== WHAT TO DO ==
Transcribe the data that follows precisely, omitting nothing.

== EXERCISE MATERIALS ==
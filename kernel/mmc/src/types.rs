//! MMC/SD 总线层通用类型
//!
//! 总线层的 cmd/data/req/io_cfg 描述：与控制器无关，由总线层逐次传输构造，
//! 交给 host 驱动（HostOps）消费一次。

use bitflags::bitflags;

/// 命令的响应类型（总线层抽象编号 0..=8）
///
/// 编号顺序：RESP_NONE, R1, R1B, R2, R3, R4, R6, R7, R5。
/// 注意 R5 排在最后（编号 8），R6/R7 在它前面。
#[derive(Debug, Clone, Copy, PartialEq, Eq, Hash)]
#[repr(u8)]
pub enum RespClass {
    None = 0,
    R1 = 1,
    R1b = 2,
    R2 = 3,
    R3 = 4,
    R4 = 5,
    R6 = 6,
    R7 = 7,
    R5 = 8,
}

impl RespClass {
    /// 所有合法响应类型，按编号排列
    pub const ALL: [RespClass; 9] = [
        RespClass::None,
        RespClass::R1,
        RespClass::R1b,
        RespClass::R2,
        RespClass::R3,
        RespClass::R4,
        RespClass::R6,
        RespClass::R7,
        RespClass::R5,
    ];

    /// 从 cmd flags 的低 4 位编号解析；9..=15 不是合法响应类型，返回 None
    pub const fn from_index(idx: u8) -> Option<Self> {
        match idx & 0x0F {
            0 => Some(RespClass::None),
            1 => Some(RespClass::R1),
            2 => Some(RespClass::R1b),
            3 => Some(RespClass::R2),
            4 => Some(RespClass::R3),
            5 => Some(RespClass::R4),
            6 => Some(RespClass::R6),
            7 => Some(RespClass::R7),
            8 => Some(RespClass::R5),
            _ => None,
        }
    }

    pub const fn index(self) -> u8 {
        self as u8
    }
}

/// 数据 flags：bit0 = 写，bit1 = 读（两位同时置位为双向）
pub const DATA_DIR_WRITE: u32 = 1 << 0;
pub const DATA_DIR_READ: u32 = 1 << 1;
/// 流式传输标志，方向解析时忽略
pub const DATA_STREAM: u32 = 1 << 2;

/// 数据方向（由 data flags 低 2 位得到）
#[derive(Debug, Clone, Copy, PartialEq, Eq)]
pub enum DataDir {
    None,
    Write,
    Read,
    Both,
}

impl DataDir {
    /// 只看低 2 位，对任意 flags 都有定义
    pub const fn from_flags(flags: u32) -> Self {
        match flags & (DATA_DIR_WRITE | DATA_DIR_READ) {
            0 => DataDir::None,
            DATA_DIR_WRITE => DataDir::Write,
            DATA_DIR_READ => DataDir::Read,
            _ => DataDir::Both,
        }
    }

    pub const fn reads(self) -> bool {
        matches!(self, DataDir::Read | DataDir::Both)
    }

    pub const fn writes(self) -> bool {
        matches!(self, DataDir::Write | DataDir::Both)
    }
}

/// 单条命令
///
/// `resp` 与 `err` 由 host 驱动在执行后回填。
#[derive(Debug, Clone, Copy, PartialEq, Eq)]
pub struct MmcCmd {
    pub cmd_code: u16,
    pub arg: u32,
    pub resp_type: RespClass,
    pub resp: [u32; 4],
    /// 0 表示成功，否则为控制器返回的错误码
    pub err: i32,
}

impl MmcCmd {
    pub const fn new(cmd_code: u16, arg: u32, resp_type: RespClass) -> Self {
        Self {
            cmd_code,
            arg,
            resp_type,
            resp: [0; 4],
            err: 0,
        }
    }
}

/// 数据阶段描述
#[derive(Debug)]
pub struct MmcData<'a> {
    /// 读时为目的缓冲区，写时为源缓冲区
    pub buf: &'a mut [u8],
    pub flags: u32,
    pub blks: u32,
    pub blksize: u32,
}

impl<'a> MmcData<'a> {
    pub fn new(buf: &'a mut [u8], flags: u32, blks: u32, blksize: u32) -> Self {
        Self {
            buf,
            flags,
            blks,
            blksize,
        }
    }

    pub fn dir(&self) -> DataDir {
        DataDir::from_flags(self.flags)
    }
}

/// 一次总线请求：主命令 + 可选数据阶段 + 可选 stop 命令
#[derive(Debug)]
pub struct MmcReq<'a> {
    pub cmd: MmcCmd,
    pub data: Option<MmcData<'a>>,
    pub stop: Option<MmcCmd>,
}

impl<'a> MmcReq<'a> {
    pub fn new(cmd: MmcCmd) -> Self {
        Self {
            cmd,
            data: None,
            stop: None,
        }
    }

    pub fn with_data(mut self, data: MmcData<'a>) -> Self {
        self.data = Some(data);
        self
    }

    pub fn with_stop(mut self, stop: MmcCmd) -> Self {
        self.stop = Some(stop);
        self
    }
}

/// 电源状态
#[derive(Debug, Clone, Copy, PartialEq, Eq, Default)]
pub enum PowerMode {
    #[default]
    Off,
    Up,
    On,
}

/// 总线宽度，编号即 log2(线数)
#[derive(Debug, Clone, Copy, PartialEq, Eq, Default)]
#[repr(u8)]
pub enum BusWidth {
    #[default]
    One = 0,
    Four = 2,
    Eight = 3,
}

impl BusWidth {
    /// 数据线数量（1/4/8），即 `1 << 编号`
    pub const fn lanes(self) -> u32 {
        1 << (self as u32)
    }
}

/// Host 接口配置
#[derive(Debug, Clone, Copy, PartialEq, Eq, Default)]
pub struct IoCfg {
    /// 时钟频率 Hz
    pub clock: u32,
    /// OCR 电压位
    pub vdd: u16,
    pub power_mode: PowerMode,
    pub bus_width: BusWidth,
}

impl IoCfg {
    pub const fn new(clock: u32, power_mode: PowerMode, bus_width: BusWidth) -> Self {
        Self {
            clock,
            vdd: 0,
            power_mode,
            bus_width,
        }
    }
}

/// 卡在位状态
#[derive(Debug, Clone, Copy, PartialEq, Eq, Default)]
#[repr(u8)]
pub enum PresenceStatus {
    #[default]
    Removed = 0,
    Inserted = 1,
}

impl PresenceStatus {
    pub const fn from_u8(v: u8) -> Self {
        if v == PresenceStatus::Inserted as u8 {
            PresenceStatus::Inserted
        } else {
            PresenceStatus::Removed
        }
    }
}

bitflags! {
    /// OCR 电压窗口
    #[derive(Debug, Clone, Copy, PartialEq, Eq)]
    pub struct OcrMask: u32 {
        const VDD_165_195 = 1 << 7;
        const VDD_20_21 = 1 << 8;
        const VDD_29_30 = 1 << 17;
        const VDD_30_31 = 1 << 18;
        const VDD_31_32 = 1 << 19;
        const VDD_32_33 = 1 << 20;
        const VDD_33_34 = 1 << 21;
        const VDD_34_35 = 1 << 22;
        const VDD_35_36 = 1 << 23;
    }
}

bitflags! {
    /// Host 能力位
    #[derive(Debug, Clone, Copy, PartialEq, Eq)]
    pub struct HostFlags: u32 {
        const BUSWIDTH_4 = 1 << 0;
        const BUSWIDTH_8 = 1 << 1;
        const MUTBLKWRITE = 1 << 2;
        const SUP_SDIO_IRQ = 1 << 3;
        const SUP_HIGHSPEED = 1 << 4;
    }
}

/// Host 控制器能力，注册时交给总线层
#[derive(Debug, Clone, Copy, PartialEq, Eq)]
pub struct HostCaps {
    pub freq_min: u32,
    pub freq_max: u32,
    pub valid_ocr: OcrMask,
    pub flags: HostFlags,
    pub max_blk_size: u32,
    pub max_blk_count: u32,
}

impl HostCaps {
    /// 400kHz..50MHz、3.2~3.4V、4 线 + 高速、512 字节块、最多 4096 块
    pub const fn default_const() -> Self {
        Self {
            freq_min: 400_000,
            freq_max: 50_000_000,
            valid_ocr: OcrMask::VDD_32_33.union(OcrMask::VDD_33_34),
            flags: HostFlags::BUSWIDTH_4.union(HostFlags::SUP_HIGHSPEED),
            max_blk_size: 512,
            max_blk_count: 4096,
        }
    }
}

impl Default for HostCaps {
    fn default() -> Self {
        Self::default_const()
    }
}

== RESPONSE FOR THIS EXERCISE ==
filename kernel/mmc/src/types.rs
//! MMC/SD 总线层通用类型
//!
//! 总线层的 cmd/data/req/io_cfg 描述：与控制器无关，由总线层逐次传输构造，
//! 交给 host 驱动（HostOps）消费一次。

use bitflags::bitflags;

/// 命令的响应类型（总线层抽象编号 0..=8）
///
/// 编号顺序：RESP_NONE, R1, R1B, R2, R3, R4, R6, R7, R5。
/// 注意 R5 排在最后（编号 8），R6/R7 在它前面。
#[derive(Debug, Clone, Copy, PartialEq, Eq, Hash)]
#[repr(u8)]
pub enum RespClass {
    None = 0,
    R1 = 1,
    R1b = 2,
    R2 = 3,
    R3 = 4,
    R4 = 5,
    R6 = 6,
    R7 = 7,
    R5 = 8,
}

impl RespClass {
    /// 所有合法响应类型，按编号排列
    pub const ALL: [RespClass; 9] = [
        RespClass::None,
        RespClass::R1,
        RespClass::R1b,
        RespClass::R2,
        RespClass::R3,
        RespClass::R4,
        RespClass::R6,
        RespClass::R7,
        RespClass::R5,
    ];

    /// 从 cmd flags 的低 4 位编号解析；9..=15 不是合法响应类型，返回 None
    pub const fn from_index(idx: u8) -> Option<Self> {
        match idx & 0x0F {
            0 => Some(RespClass::None),
            1 => Some(RespClass::R1),
            2 => Some(RespClass::R1b),
            3 => Some(RespClass::R2),
            4 => Some(RespClass::R3),
            5 => Some(RespClass::R4),
            6 => Some(RespClass::R6),
            7 => Some(RespClass::R7),
            8 => Some(RespClass::R5),
            _ => None,
        }
    }

    pub const fn index(self) -> u8 {
        self as u8
    }
}

/// 数据 flags：bit0 = 写，bit1 = 读（两位同时置位为双向）
pub const DATA_DIR_WRITE: u32 = 1 << 0;
pub const DATA_DIR_READ: u32 = 1 << 1;
/// 流式传输标志，方向解析时忽略
pub const DATA_STREAM: u32 = 1 << 2;

/// 数据方向（由 data flags 低 2 位得到）
#[derive(Debug, Clone, Copy, PartialEq, Eq)]
pub enum DataDir {
    None,
    Write,
    Read,
    Both,
}

impl DataDir {
    /// 只看低 2 位，对任意 flags 都有定义
    pub const fn from_flags(flags: u32) -> Self {
        match flags & (DATA_DIR_WRITE | DATA_DIR_READ) {
            0 => DataDir::None,
            DATA_DIR_WRITE => DataDir::Write,
            DATA_DIR_READ => DataDir::Read,
            _ => DataDir::Both,
        }
    }

    pub const fn reads(self) -> bool {
        matches!(self, DataDir::Read | DataDir::Both)
    }

    pub const fn writes(self) -> bool {
        matches!(self, DataDir::Write | DataDir::Both)
    }
}

/// 单条命令
///
/// `resp` 与 `err` 由 host 驱动在执行后回填。
#[derive(Debug, Clone, Copy, PartialEq, Eq)]
pub struct MmcCmd {
    pub cmd_code: u16,
    pub arg: u32,
    pub resp_type: RespClass,
    pub resp: [u32; 4],
    /// 0 表示成功，否则为控制器返回的错误码
    pub err: i32,
}

impl MmcCmd {
    pub const fn new(cmd_code: u16, arg: u32, resp_type: RespClass) -> Self {
        Self {
            cmd_code,
            arg,
            resp_type,
            resp: [0; 4],
            err: 0,
        }
    }
}

/// 数据阶段描述
#[derive(Debug)]
pub struct MmcData<'a> {
    /// 读时为目的缓冲区，写时为源缓冲区
    pub buf: &'a mut [u8],
    pub flags: u32,
    pub blks: u32,
    pub blksize: u32,
}

impl<'a> MmcData<'a> {
    pub fn new(buf: &'a mut [u8], flags: u32, blks: u32, blksize: u32) -> Self {
        Self {
            buf,
            flags,
            blks,
            blksize,
        }
    }

    pub fn dir(&self) -> DataDir {
        DataDir::from_flags(self.flags)
    }
}

/// 一次总线请求：主命令 + 可选数据阶段 + 可选 stop 命令
#[derive(Debug)]
pub struct MmcReq<'a> {
    pub cmd: MmcCmd,
    pub data: Option<MmcData<'a>>,
    pub stop: Option<MmcCmd>,
}

impl<'a> MmcReq<'a> {
    pub fn new(cmd: MmcCmd) -> Self {
        Self {
            cmd,
            data: None,
            stop: None,
        }
    }

    pub fn with_data(mut self, data: MmcData<'a>) -> Self {
        self.data = Some(data);
        self
    }

    pub fn with_stop(mut self, stop: MmcCmd) -> Self {
        self.stop = Some(stop);
        self
    }
}

/// 电源状态
#[derive(Debug, Clone, Copy, PartialEq, Eq, Default)]
pub enum PowerMode {
    #[default]
    Off,
    Up,
    On,
}

/// 总线宽度，编号即 log2(线数)
#[derive(Debug, Clone, Copy, PartialEq, Eq, Default)]
#[repr(u8)]
pub enum BusWidth {
    #[default]
    One = 0,
    Four = 2,
    Eight = 3,
}

impl BusWidth {
    /// 数据线数量（1/4/8），即 `1 << 编号`
    pub const fn lanes(self) -> u32 {
        1 << (self as u32)
    }
}

/// Host 接口配置
#[derive(Debug, Clone, Copy, PartialEq, Eq, Default)]
pub struct IoCfg {
    /// 时钟频率 Hz
    pub clock: u32,
    /// OCR 电压位
    pub vdd: u16,
    pub power_mode: PowerMode,
    pub bus_width: BusWidth,
}

impl IoCfg {
    pub const fn new(clock: u32, power_mode: PowerMode, bus_width: BusWidth) -> Self {
        Self {
            clock,
            vdd: 0,
            power_mode,
            bus_width,
        }
    }
}

/// 卡在位状态
#[derive(Debug, Clone, Copy, PartialEq, Eq, Default)]
#[repr(u8)]
pub enum PresenceStatus {
    #[default]
    Removed = 0,
    Inserted = 1,
}

impl PresenceStatus {
    pub const fn from_u8(v: u8) -> Self {
        if v == PresenceStatus::Inserted as u8 {
            PresenceStatus::Inserted
        } else {
            PresenceStatus::Removed
        }
    }
}

bitflags! {
    /// OCR 电压窗口
    #[derive(Debug, Clone, Copy, PartialEq, Eq)]
    pub struct OcrMask: u32 {
        const VDD_165_195 = 1 << 7;
        const VDD_20_21 = 1 << 8;
        const VDD_29_30 = 1 << 17;
        const VDD_30_31 = 1 << 18;
        const VDD_31_32 = 1 << 19;
        const VDD_32_33 = 1 << 20;
        const VDD_33_34 = 1 << 21;
        const VDD_34_35 = 1 << 22;
        const VDD_35_36 = 1 << 23;
    }
}

bitflags! {
    /// Host 能力位
    #[derive(Debug, Clone, Copy, PartialEq, Eq)]
    pub struct HostFlags: u32 {
        const BUSWIDTH_4 = 1 << 0;
        const BUSWIDTH_8 = 1 << 1;
        const MUTBLKWRITE = 1 << 2;
        const SUP_SDIO_IRQ = 1 << 3;
        const SUP_HIGHSPEED = 1 << 4;
    }
}

/// Host 控制器能力，注册时交给总线层
#[derive(Debug, Clone, Copy, PartialEq, Eq)]
pub struct HostCaps {
    pub freq_min: u32,
    pub freq_max: u32,
    pub valid_ocr: OcrMask,
    pub flags: HostFlags,
    pub max_blk_size: u32,
    pub max_blk_count: u32,
}

impl HostCaps {
    /// 400kHz..50MHz、3.2~3.4V、4 线 + 高速、512 字节块、最多 4096 块
    pub const fn default_const() -> Self {
        Self {
            freq_min: 400_000,
            freq_max: 50_000_000,
            valid_ocr: OcrMask::VDD_32_33.union(OcrMask::VDD_33_34),
            flags: HostFlags::BUSWIDTH_4.union(HostFlags::SUP_HIGHSPEED),
            max_blk_size: 512,
            max_blk_count: 4096,
        }
    }
}

impl Default for HostCaps {
    fn default() -> Self {
        Self::default_const()
    }
}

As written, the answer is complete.